Dr. Keiko Miura
Keiko Miura is Research Fellow and member of the Cultural Property research group at Gottingen University (see http://www.uni-goettingen.de/en/86656.html) She investigates different discourses on property, ownership, heritage and belonging in the context of Angkor as a world heritage site in Cambodia.
Keiko Miura received a Ph. D. in social anthropology from the University of London in 2004. Her thesis is entitled ‘Contested Heritage: People of Angkor’. From 1992 to 1998 she had worked at the Culture Unit of UNESCO office in Cambodia, with a 6-month interval conducting research on local villages of Angkor with a Japanese Government Team for Safeguarding Angkor (JSA).

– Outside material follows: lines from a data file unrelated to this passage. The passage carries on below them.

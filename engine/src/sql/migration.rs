//! Statements for hot-to-cold migration
//!
//! Copies execute on the cold server and read hot through a table reference;
//! confirmed deletes execute on the hot server and probe cold the same way.

use super::{datetime_literal, quote_str};
use crate::migrate::window::MigrationWindow;
use crate::storage::{StoreGateway, Tier};
use crate::tables::{TableSpec, TIMESTAMP_COLUMN};

/// How one table is named from each side of the migration.
#[derive(Debug, Clone, PartialEq, Eq)]
pub struct TableRefs {
    /// Hot table, from the hot server
    pub hot: String,
    /// Cold table, from the cold server
    pub cold: String,
    /// Hot table, from the cold server
    pub hot_from_cold: String,
    /// Cold table, from the hot server
    pub cold_from_hot: String,
}

impl TableRefs {
    pub fn resolve(gateway: &dyn StoreGateway, table: &str) -> Self {
        Self {
            hot: gateway.table_ref(Tier::Hot, table, Tier::Hot),
            cold: gateway.table_ref(Tier::Cold, table, Tier::Cold),
            hot_from_cold: gateway.table_ref(Tier::Hot, table, Tier::Cold),
            cold_from_hot: gateway.table_ref(Tier::Cold, table, Tier::Hot),
        }
    }
}

/// `WHERE` predicate for a window.
pub fn window_filter(window: &MigrationWindow) -> String {
    let mut clauses = vec![format!("{} < {}", TIMESTAMP_COLUMN, datetime_literal(&window.cutoff))];
    if let Some(since) = &window.since {
        clauses.push(format!("{} >= {}", TIMESTAMP_COLUMN, datetime_literal(since)));
    }
    if let Some(prefix) = &window.symbol_prefix {
        clauses.push(format!("startsWith(symbol, {})", quote_str(prefix)));
    }
    if let Some(exchange) = &window.exchange {
        clauses.push(format!("exchange = {}", quote_str(exchange)));
    }
    if let Some(market_type) = &window.market_type {
        clauses.push(format!("market_type = {}", quote_str(market_type)));
    }
    clauses.join(" AND ")
}

pub fn count(table_ref: &str, window: &MigrationWindow) -> String {
    format!("SELECT count() FROM {} WHERE {}", table_ref, window_filter(window))
}

pub fn count_all(table_ref: &str) -> String {
    format!("SELECT count() FROM {}", table_ref)
}

/// Plain projecting copy of every hot row in the window, capped at `row_cap`.
pub fn copy(spec: &TableSpec, refs: &TableRefs, window: &MigrationWindow, row_cap: u64) -> String {
    let columns = column_list(spec);
    format!(
        "INSERT INTO {cold} ({cols}) SELECT {cols} FROM {hot} WHERE {filter} ORDER BY {ts} LIMIT {cap}",
        cold = refs.cold,
        cols = columns,
        hot = refs.hot_from_cold,
        filter = window_filter(window),
        ts = TIMESTAMP_COLUMN,
        cap = row_cap,
    )
}

/// Anti-join copy: only hot rows whose natural key is absent from cold.
pub fn copy_missing(
    spec: &TableSpec,
    refs: &TableRefs,
    window: &MigrationWindow,
    row_cap: u64,
) -> String {
    let columns = column_list(spec);
    let key = spec.natural_key.join(", ");
    let filter = window_filter(window);
    format!(
        "INSERT INTO {cold} ({cols}) SELECT {cols} FROM \
         (SELECT {cols} FROM {hot} WHERE {filter}) AS h \
         LEFT ANTI JOIN (SELECT DISTINCT {key} FROM {cold} WHERE {filter}) AS c USING ({key}) \
         ORDER BY {ts} LIMIT {cap}",
        cold = refs.cold,
        cols = columns,
        hot = refs.hot_from_cold,
        filter = filter,
        key = key,
        ts = TIMESTAMP_COLUMN,
        cap = row_cap,
    )
}

/// Delete hot rows in the window whose natural key is already in cold.
pub fn delete_migrated(spec: &TableSpec, refs: &TableRefs, window: &MigrationWindow) -> String {
    let key = spec.natural_key.join(", ");
    let filter = window_filter(window);
    format!(
        "ALTER TABLE {hot} DELETE WHERE {filter} AND ({key}) IN \
         (SELECT {key} FROM {cold} WHERE {filter})",
        hot = refs.hot,
        filter = filter,
        key = key,
        cold = refs.cold_from_hot,
    )
}

fn column_list(spec: &TableSpec) -> String {
    spec.column_names().collect::<Vec<_>>().join(", ")
}

#[cfg(test)]
mod tests {
    use super::*;
    use crate::tables::Catalog;
    use chrono::{TimeZone, Utc};

    fn refs() -> TableRefs {
        TableRefs {
            hot: "market_hot.t".into(),
            cold: "market_cold.t".into(),
            hot_from_cold: "remote_hot".into(),
            cold_from_hot: "remote_cold".into(),
        }
    }

    fn window() -> MigrationWindow {
        MigrationWindow::before(Utc.with_ymd_and_hms(2024, 6, 1, 8, 0, 0).unwrap())
    }

    #[test]
    fn test_filter_cutoff_only() {
        assert_eq!(
            window_filter(&window()),
            "timestamp < toDateTime64('2024-06-01 08:00:00.000', 3, 'UTC')"
        );
    }

    #[test]
    fn test_filter_all_clauses() {
        let mut w = window();
        w.since = Some(Utc.with_ymd_and_hms(2024, 5, 29, 8, 0, 0).unwrap());
        w.symbol_prefix = Some("BTC".into());
        w.exchange = Some("binance".into());
        w.market_type = Some("futures".into());
        assert_eq!(
            window_filter(&w),
            "timestamp < toDateTime64('2024-06-01 08:00:00.000', 3, 'UTC') \
             AND timestamp >= toDateTime64('2024-05-29 08:00:00.000', 3, 'UTC') \
             AND startsWith(symbol, 'BTC') AND exchange = 'binance' AND market_type = 'futures'"
        );
    }

    #[test]
    fn test_filter_escapes_values() {
        let mut w = window();
        w.exchange = Some("x' OR 1=1 --".into());
        assert!(window_filter(&w).contains(r"exchange = 'x\' OR 1=1 --'"));
    }

    #[test]
    fn test_copy_reads_hot_through_cold_side_ref() {
        let catalog = Catalog::standard();
        let spec = catalog.get("open_interest").unwrap();
        let sql = copy(spec, &refs(), &window(), 1000);
        assert!(sql.starts_with(
            "INSERT INTO market_cold.t (exchange, market_type, symbol, timestamp, open_interest, \
             open_interest_value, data_source) SELECT exchange, market_type, symbol, timestamp, \
             open_interest, open_interest_value, data_source FROM remote_hot WHERE "
        ));
        assert!(sql.ends_with("ORDER BY timestamp LIMIT 1000"));
    }

    #[test]
    fn test_copy_missing_anti_joins_on_natural_key() {
        let catalog = Catalog::standard();
        let spec = catalog.get("lsr_top_positions").unwrap();
        let sql = copy_missing(spec, &refs(), &window(), 50);
        assert!(sql.contains("LEFT ANTI JOIN (SELECT DISTINCT exchange, market_type, symbol, timestamp, period FROM market_cold.t WHERE"));
        assert!(sql.contains("USING (exchange, market_type, symbol, timestamp, period)"));
        assert!(sql.contains("FROM remote_hot WHERE"));
        assert!(sql.ends_with("LIMIT 50"));
    }

    #[test]
    fn test_delete_confirms_against_cold() {
        let catalog = Catalog::standard();
        let spec = catalog.get("trades").unwrap();
        let sql = delete_migrated(spec, &refs(), &window());
        assert!(sql.starts_with("ALTER TABLE market_hot.t DELETE WHERE timestamp <"));
        assert!(sql.contains(
            "AND (exchange, market_type, symbol, timestamp, trade_id) IN (SELECT exchange, \
             market_type, symbol, timestamp, trade_id FROM remote_cold WHERE"
        ));
    }

    #[test]
    fn test_counts() {
        assert_eq!(count_all("market_cold.t"), "SELECT count() FROM market_cold.t");
        assert!(count("market_hot.t", &window()).starts_with("SELECT count() FROM market_hot.t WHERE timestamp <"));
    }
}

She is currently a part-time lecturer at the School of Letters, Arts and Sciences, Waseda University in Tokyo, teaching courses such as Culture and Society of Southeast Asia, and Culture and Tourism, as well as organising fieldwork training for MA students in Angkor. Her research interests include heritage issues, cultures and societies of South-East Asia, in particular, changing environment and the livelihood strategies of people. Since 2004 she has conducted research on wet-rice agriculture and related rituals in Bali, in addition to the follow-up studies on the issues of conservation, tourism development and local communities in Angkor.